Un paese che manca di rispetto …

… è un paese che non merita rispetto.

Ricordo una scritta vergognosa “grazie Liverpool, grazie ictus” nel sottopasso di Settimo Torinese nell’estate del 1994 per festeggiare la sconfitta della Roma nella finale di Coppa dei Campioni e contestualmente la morte di Enrico Berlinguer.

Da allora ho pensato che questo è un paese che non merita rispetto così come non lo merita la sua comunità.

Perché è un paese che non sa avere rispetto.

Perché la sua comunità non sa avere rispetto.

Grazie Sergio.

iRoby


Senza “se” e non vedo “ma”

La morte di un ragazzo è sempre un dramma, ma, a distanza di anni, non posso che ribadire la mia posizione, Carlo Giuliani non è stato una vittima e tantomeno un eroe ma piuttosto un protagonista passivo del suo destino.

Protagonista perché è morto mentre metteva a repentaglio la vita di suoi coetanei servitori dello Stato.

Passivo perché mandato allo sbaraglio da cattivi maestri, quelli che indossano il cachemire e ostentano il Rolex, ma dalla rive gauche.

Nei panni di alcuni politici telegenici non ci dormirei la notte.

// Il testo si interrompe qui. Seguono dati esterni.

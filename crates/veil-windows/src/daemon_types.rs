use std::sync::mpsc;

use veil_core::ipc::{Command, Response};

/// Work items for the daemon's main thread, processed strictly in order.
pub(super) enum DaemonMsg {
    /// Poll interval elapsed: run a scan.
    Tick,
    /// The toggle hotkey was pressed.
    Toggle,
    /// A CLI command with a channel for the response.
    Command(Command, mpsc::Sender<Response>),
}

Non cattivi maestri ma piuttosto pessimi burattinai.

Il grilletto lo hanno premuto loro.

iRoby

 


Guelfi e Ghibellini

Siamo un paese così.

Ero convinto che fosse sportivamente innaturale per un italiano tifare per la Francia.

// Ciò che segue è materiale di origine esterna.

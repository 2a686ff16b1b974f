use std::os::windows::process::CommandExt;
use std::process::{Command, Stdio};

use veil_core::config::Config;

/// `CREATE_NO_WINDOW | CREATE_NEW_PROCESS_GROUP`: no console, and Ctrl+C
/// in the launching terminal does not reach the daemon.
const DETACH_FLAGS: u32 = 0x08000000 | 0x00000200;

pub fn execute() {
    if veil_windows::ipc::is_daemon_running() {
        println!("Veil is already running.");
        return;
    }

    if let Ok(Some(pid)) = veil_core::pid::read_pid_file() {
        if veil_windows::process::is_process_alive(pid) {
            println!("Veil process exists (PID: {pid}) but is not responding.");
            return;
        }
        let _ = veil_core::pid::remove_pid_file();
    }

    let exe = match std::env::current_exe() {
        Ok(exe) => exe,
        Err(e) => {
            eprintln!("Error: could not locate the veil executable: {e}");
            std::process::exit(1);
        }
    };

    let config = veil_core::config::load();
    let mut daemon = Command::new(exe);
    daemon.arg("daemon");
    if let Some(handle) = veil_windows::identity::claim_foreground(&config.self_title) {
        daemon.arg("--own-window").arg(handle.0.to_string());
    }

    let spawned = daemon
        .stdin(Stdio::null())
        .stdout(Stdio::null())
        .stderr(Stdio::null())
        .creation_flags(DETACH_FLAGS)
        .spawn();

    match spawned {
        Ok(mut child) => {
            let pid = child.id();
            let _ = child.try_wait();
            print_banner(pid, &config);
        }
        Err(e) => {
            eprintln!("Error: failed to start daemon: {e}");
            std::process::exit(1);
        }
    }
}

fn print_banner(pid: u32, config: &Config) {
    let d = "\x1b[90m"; // labels
    let w = "\x1b[1;97m"; // values
    let r = "\x1b[0m";

    println!();
    println!("  {w}veil{r} {d}v{}{r}", env!("CARGO_PKG_VERSION"));
    println!();
    println!("  {d}Config{r}   ~/.config/veil/config.toml");
    println!("  {d}Daemon{r}   Started (PID: {w}{pid}{r})");
    println!("  {d}Hotkey{r}   {w}{}{r} toggles all windows", config.hotkey);
    println!();
}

E poi, in questo caso, la Croazia era anche oggettivamente simpatica.

Invece gli italiani si sono divisi, nella simpatia – il tifo è una cosa diversa – per la finale tra pro e contro Matteo Salvini.

I neosovranisti a favore della Croazia, gli antisalviniani a favore dei francesi.

Oggi ho visto amici soliti ironizzare sulla baguette sotto l’ascella e la mancanza del bidè tifare per i blues che neanche facessero Asterix di cognome.